Leg training is an important element for achieving any fitness.. Although the legs are often underestimated, they are the basis of many movements and are important for general strength and endurance.
There are many effective exercises for the lower body, such as squats, lunges and deadlift. However, if you are looking for the best movement for the formation of the legs, we suggest that you familiarize yourself with information from Eat this, not that about Bulgarian separate squats that can become your main ally for losing weight.
Develop quadriceps and buttocks due to the modern lifestyle, most people have weak buttocks. Nevertheless, this is important to correct, since the buttocks stabilize the knees and support the health of the lower back.

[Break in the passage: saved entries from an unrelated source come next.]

// ==========================================
// 末端配送车队仿真 - 数据仓储层
// ==========================================
// 红线: Repository 不含业务逻辑
// 职责: 提供数据访问接口,屏蔽数据库细节
// 约束: 所有查询使用参数化,防止 SQL 注入
// ==========================================

pub mod driver_repo;
pub mod error;
pub mod fleet_snapshot_repo;
pub mod manager_repo;
pub mod order_repo;
pub mod route_repo;
pub mod simulation_run_repo;

// 重导出核心仓储
pub use driver_repo::DriverRepository;
pub use error::{RepositoryError, RepositoryResult};
pub use fleet_snapshot_repo::{FleetSnapshot, FleetSnapshotRepository};
pub use manager_repo::ManagerRepository;
pub use order_repo::OrderRepository;
pub use route_repo::RouteRepository;
pub use simulation_run_repo::SimulationRunRepository;
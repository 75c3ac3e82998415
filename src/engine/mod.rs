// ==========================================
// 末端配送车队仿真 - 引擎层
// ==========================================
// 职责: 实现仿真业务规则,不拼 SQL
// 红线: Engine 不做 I/O,不修改输入快照
// ==========================================

pub mod error;
pub mod simulation;
pub mod simulation_core;
pub mod validation;

// 重导出核心引擎
pub use error::{SimulationError, SimulationResult, ValidationError};
pub use simulation::{run_simulation, SelectedDriver, SimulationEngine};
pub use simulation_core::SimulationCore;
pub use validation::ParameterValidator;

To do this, turn on the exercises that actively work with the lower part of the body, such as, for example, Bulgarian separate squats. The front tilts of the body can increase the load on the buttocks, improving and strengthening the muscles in this zone.
Improves hip mobility, many people have hard hip flexors due to prolonged work in a sitting position. Bulgarian split-drooping lift the back knee, providing an excellent stretch for hip and quadriceps, improving the mobility of the hips. Regular performance of this exercise can increase flexibility and reduce the stress in the legs.

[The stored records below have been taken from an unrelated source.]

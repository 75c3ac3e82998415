// ==========================================
// 末端配送车队仿真 - 仿真引擎
// ==========================================
// 输入: 仿真参数 + 司机名册 + 线路目录 + 订单批次（只读快照）
// 输出: SimulationOutcome（单订单投影 + 汇总 + 分布）
// 红线: 不做 I/O，不修改调用方数据；相同输入产出相同结果
// ==========================================

use std::collections::{BTreeMap, HashMap};

use tracing::{debug, info, instrument, warn};

use crate::config::SimulationRules;
use crate::domain::driver::Driver;
use crate::domain::order::Order;
use crate::domain::route::Route;
use crate::domain::simulation::{
    DeliveryBreakdown, FuelCostBreakdown, OrderOutcome, SimulationOutcome, SimulationParams,
    SimulationResults,
};
use crate::domain::types::TrafficLevel;
use crate::engine::error::{SimulationError, SimulationResult};
use crate::engine::simulation_core::SimulationCore;
use crate::engine::validation::ParameterValidator;

/// 按默认规则执行一次仿真
pub fn run_simulation(
    params: &SimulationParams,
    drivers: &[Driver],
    routes: &[Route],
    orders: &[Order],
) -> SimulationResult<SimulationOutcome> {
    SimulationEngine::default().run(params, drivers, routes, orders)
}

// ==========================================
// SelectedDriver - 本次仿真选中的司机
// ==========================================
// 疲劳标记在每次运行开始时重新计算，只在本次运行内有效
#[derive(Debug, Clone, Copy)]
pub struct SelectedDriver<'a> {
    pub driver: &'a Driver,
    pub is_fatigued: bool,
}

// ==========================================
// RunTotals - 运行中累加器
// ==========================================
#[derive(Debug)]
struct RunTotals {
    profit: f64,
    fuel_cost: f64,
    penalties: i64,
    bonuses: f64,
    on_time: usize,
    fuel_by_tier: BTreeMap<TrafficLevel, f64>,
}

impl Default for RunTotals {
    fn default() -> Self {
        Self {
            profit: 0.0,
            fuel_cost: 0.0,
            penalties: 0,
            bonuses: 0.0,
            on_time: 0,
            fuel_by_tier: TrafficLevel::ALL.iter().map(|level| (*level, 0.0)).collect(),
        }
    }
}

impl RunTotals {
    fn record(&mut self, outcome: &OrderOutcome) {
        self.profit += outcome.profit;
        self.fuel_cost += outcome.fuel_cost;
        self.penalties += outcome.penalty;
        self.bonuses += outcome.bonus;
        if outcome.is_on_time {
            self.on_time += 1;
        }
        *self.fuel_by_tier.entry(outcome.traffic_level).or_insert(0.0) += outcome.fuel_cost;
    }

    fn tier(&self, level: TrafficLevel) -> i64 {
        let cost = self.fuel_by_tier.get(&level).copied().unwrap_or(0.0);
        SimulationCore::round_half_up(cost) as i64
    }
}

// ==========================================
// SimulationEngine - 仿真引擎
// ==========================================
#[derive(Debug, Clone, Default)]
pub struct SimulationEngine {
    rules: SimulationRules,
}

impl SimulationEngine {
    /// 创建使用指定规则的引擎
    pub fn new(rules: SimulationRules) -> Self {
        Self { rules }
    }

    /// 执行一次仿真
    ///
    /// # 流程
    /// 1. 参数校验（失败即返回，不触碰数据）
    /// 2. 取名册前 N 名司机，不足则 InsufficientDrivers
    /// 3. 重新计算疲劳标记
    /// 4. 构建线路索引
    /// 5. 按订单顺序轮询分配司机并计算时长/罚金/奖励/燃油
    /// 6. 汇总效率与分布
    #[instrument(skip_all, fields(drivers = drivers.len(), routes = routes.len(), orders = orders.len()))]
    pub fn run(
        &self,
        params: &SimulationParams,
        drivers: &[Driver],
        routes: &[Route],
        orders: &[Order],
    ) -> SimulationResult<SimulationOutcome> {
        // === 步骤 1: 参数校验 ===
        let validated = ParameterValidator::validate(params)?;

        // === 步骤 2-3: 选取司机 + 疲劳判定 ===
        let selected = self.select_drivers(drivers, validated.available_drivers)?;

        // === 步骤 4: 线路索引 ===
        // route_id 唯一性由存储层保证；重复时以后出现者为准
        let route_index: HashMap<&str, &Route> =
            routes.iter().map(|r| (r.route_id.as_str(), r)).collect();

        // === 步骤 5: 逐单计算 ===
        let mut totals = RunTotals::default();
        let mut order_outcomes = Vec::with_capacity(orders.len());
        let mut skipped_order_ids = Vec::new();

        for (idx, order) in orders.iter().enumerate() {
            let route = match route_index.get(order.route_id.as_str()) {
                Some(route) => *route,
                None => {
                    warn!(
                        order_id = %order.order_id,
                        route_id = %order.route_id,
                        "订单线路不存在，跳过"
                    );
                    skipped_order_ids.push(order.order_id.clone());
                    continue;
                }
            };

            // 轮询下标按订单位置计算（被跳过的订单同样占位）
            let driver = selected[idx % selected.len()];
            let outcome = self.evaluate_order(order, route, driver);
            debug!(
                order_id = %outcome.order_id,
                driver_id = %outcome.assigned_driver_id,
                actual_delivery_time = outcome.actual_delivery_time,
                on_time = outcome.is_on_time,
                "订单计算完成"
            );

            totals.record(&outcome);
            order_outcomes.push(outcome);
        }

        // === 步骤 6: 汇总 ===
        let total_deliveries = orders.len();
        let efficiency_score = SimulationCore::efficiency_score(totals.on_time, total_deliveries);

        let results = SimulationResults {
            total_profit: SimulationCore::round_half_up(totals.profit) as i64,
            efficiency_score,
            on_time_deliveries: totals.on_time,
            total_deliveries,
            fuel_cost: SimulationCore::round_half_up(totals.fuel_cost) as i64,
            penalties: totals.penalties,
            bonuses: SimulationCore::round_half_up(totals.bonuses) as i64,
        };

        let delivery_breakdown = DeliveryBreakdown {
            on_time: totals.on_time,
            late: total_deliveries - totals.on_time,
        };

        let fuel_cost_breakdown = FuelCostBreakdown {
            low: totals.tier(TrafficLevel::Low),
            medium: totals.tier(TrafficLevel::Medium),
            high: totals.tier(TrafficLevel::High),
        };

        info!(
            total_profit = results.total_profit,
            efficiency_score = results.efficiency_score,
            on_time = results.on_time_deliveries,
            total = results.total_deliveries,
            skipped = skipped_order_ids.len(),
            "仿真完成"
        );

        Ok(SimulationOutcome {
            params: validated,
            results,
            delivery_breakdown,
            fuel_cost_breakdown,
            order_outcomes,
            skipped_order_ids,
        })
    }

    /// 取名册前 `requested` 名司机并计算疲劳标记
    ///
    /// 名册顺序即存储返回顺序，不重新排序
    pub fn select_drivers<'a>(
        &self,
        drivers: &'a [Driver],
        requested: usize,
    ) -> SimulationResult<Vec<SelectedDriver<'a>>> {
        if drivers.len() < requested {
            return Err(SimulationError::InsufficientDrivers {
                found: drivers.len(),
                requested,
            });
        }

        Ok(drivers
            .iter()
            .take(requested)
            .map(|driver| SelectedDriver {
                driver,
                is_fatigued: SimulationCore::is_fatigued(driver.current_shift_hours, &self.rules),
            })
            .collect())
    }

    /// 计算单个订单的结果投影
    pub fn evaluate_order(&self, order: &Order, route: &Route, driver: SelectedDriver<'_>) -> OrderOutcome {
        let rules = &self.rules;

        let actual_delivery_time =
            SimulationCore::actual_delivery_time(route.base_time_min, driver.is_fatigued, rules);
        let is_late = SimulationCore::is_late(actual_delivery_time, route.base_time_min, rules);

        let (penalty, bonus) = if is_late {
            (rules.late_penalty, 0.0)
        } else {
            (0, SimulationCore::on_time_bonus(order.value_rs, rules))
        };

        let fuel_cost = SimulationCore::fuel_cost(route.distance_km, route.traffic_level, rules);
        let profit = order.value_rs + bonus - penalty as f64 - fuel_cost;

        OrderOutcome {
            order_id: order.order_id.clone(),
            route_id: route.route_id.clone(),
            assigned_driver_id: driver.driver.driver_id.clone(),
            driver_fatigued: driver.is_fatigued,
            traffic_level: route.traffic_level,
            actual_delivery_time,
            is_on_time: !is_late,
            penalty,
            bonus,
            fuel_cost,
            profit,
            delivery_timestamp: order.delivery_timestamp.clone(),
        }
    }
}

#[cfg(test)]
mod tests {
    use super::*;
    use crate::engine::error::ValidationError;

    fn driver(id: &str, shift: f64) -> Driver {
        Driver::new(id, format!("司机{}", id), shift, 40.0)
    }

    fn params(n: i64) -> SimulationParams {
        SimulationParams::new(n, "09:00", 8)
    }

    #[test]
    fn test_scenario_non_fatigued_high_traffic() {
        let drivers = vec![driver("D1", 6.0)];
        let routes = vec![Route::new("R1", 10.0, TrafficLevel::High, 30.0)];
        let orders = vec![Order::new("O1", 500.0, "R1", "10:00")];

        let outcome = run_simulation(&params(1), &drivers, &routes, &orders).unwrap();
        let o = &outcome.order_outcomes[0];
        assert_eq!(o.actual_delivery_time, 30);
        assert!(o.is_on_time);
        assert_eq!(o.fuel_cost, 70.0);
        assert_eq!(o.penalty, 0);
        assert_eq!(outcome.results.total_profit, 430);
    }

    #[test]
    fn test_scenario_fatigued_still_on_time() {
        let drivers = vec![driver("D1", 9.0)];
        let routes = vec![Route::new("R1", 10.0, TrafficLevel::High, 30.0)];
        let orders = vec![Order::new("O1", 500.0, "R1", "10:00")];

        let outcome = run_simulation(&params(1), &drivers, &routes, &orders).unwrap();
        let o = &outcome.order_outcomes[0];
        assert!(o.driver_fatigued);
        assert_eq!(o.actual_delivery_time, 39);
        assert!(o.is_on_time);
    }

    #[test]
    fn test_scenario_fatigued_late_penalty() {
        let drivers = vec![driver("D1", 10.0)];
        let routes = vec![Route::new("R1", 4.0, TrafficLevel::Low, 40.0)];
        let orders = vec![Order::new("O1", 1500.0, "R1", "10:00")];

        let outcome = run_simulation(&params(1), &drivers, &routes, &orders).unwrap();
        let o = &outcome.order_outcomes[0];
        assert_eq!(o.actual_delivery_time, 52);
        assert!(!o.is_on_time);
        assert_eq!(o.penalty, 50);
        assert_eq!(o.bonus, 0.0); // 延误不发奖励
        assert_eq!(outcome.results.penalties, 50);
        assert_eq!(outcome.delivery_breakdown, DeliveryBreakdown { on_time: 0, late: 1 });
    }

    #[test]
    fn test_round_robin_assignment() {
        let drivers = vec![driver("D1", 1.0), driver("D2", 1.0), driver("D3", 1.0)];
        let routes = vec![Route::new("R1", 1.0, TrafficLevel::Low, 10.0)];
        let orders: Vec<Order> = (0..5)
            .map(|i| Order::new(format!("O{}", i), 100.0, "R1", ""))
            .collect();

        // 只用前 2 名司机
        let outcome = run_simulation(&params(2), &drivers, &routes, &orders).unwrap();
        let assigned: Vec<&str> = outcome
            .order_outcomes
            .iter()
            .map(|o| o.assigned_driver_id.as_str())
            .collect();
        assert_eq!(assigned, vec!["D1", "D2", "D1", "D2", "D1"]);
    }

    #[test]
    fn test_dangling_route_is_skipped_but_counted() {
        let drivers = vec![driver("D1", 1.0), driver("D2", 12.0)];
        let routes = vec![Route::new("R1", 2.0, TrafficLevel::Medium, 20.0)];
        let orders = vec![
            Order::new("O1", 100.0, "R1", ""),
            Order::new("O2", 100.0, "R404", ""),
            Order::new("O3", 100.0, "R1", ""),
        ];

        let outcome = run_simulation(&params(2), &drivers, &routes, &orders).unwrap();
        assert_eq!(outcome.skipped_order_ids, vec!["O2".to_string()]);
        assert_eq!(outcome.order_outcomes.len(), 2);
        // O3 位于下标 2 → 司机 D1
        assert_eq!(outcome.order_outcomes[1].assigned_driver_id, "D1");
        assert_eq!(outcome.results.total_deliveries, 3);
        assert_eq!(outcome.results.on_time_deliveries, 2);
        assert_eq!(outcome.results.efficiency_score, 66.67);
    }

    #[test]
    fn test_insufficient_drivers() {
        let drivers = vec![driver("D1", 1.0)];
        let err = run_simulation(&params(3), &drivers, &[], &[]).unwrap_err();
        assert_eq!(err, SimulationError::InsufficientDrivers { found: 1, requested: 3 });
    }

    #[test]
    fn test_validation_precedes_driver_check() {
        let err = run_simulation(&params(0), &[], &[], &[]).unwrap_err();
        assert!(matches!(
            err,
            SimulationError::Validation(ValidationError::DriverCountOutOfRange { .. })
        ));
    }

    #[test]
    fn test_custom_rules() {
        let rules = SimulationRules {
            late_penalty: 80,
            late_grace_minutes: 0,
            ..SimulationRules::default()
        };
        let engine = SimulationEngine::new(rules);
        let drivers = vec![driver("D1", 9.0)];
        let routes = vec![Route::new("R1", 1.0, TrafficLevel::Low, 10.0)];
        let orders = vec![Order::new("O1", 100.0, "R1", "")];

        let outcome = engine.run(&params(1), &drivers, &routes, &orders).unwrap();
        assert_eq!(outcome.order_outcomes[0].actual_delivery_time, 13);
        assert_eq!(outcome.results.penalties, 80);
    }
}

The imbalance of forces is usually aligned with one leg stronger or more tense than the other, which can be seen, for example, during squats or traction. To align this imbalance, add exercises to one leg.
This not only improves mobility in hip joints, but also helps to develop the balance and strength of each leg separately.
Performing the Bulgarian split-offers to perform the Bulgarian separate squat, put one leg on the bench, and the other take a step forward 60-90 cm. Keep the dumbbells on the side, go down, controlling the movement until the knee of the hind leg comes close to the ground, and the front forms an angle of 90 degrees. Make 10 repetitions for each leg for maximum efficiency.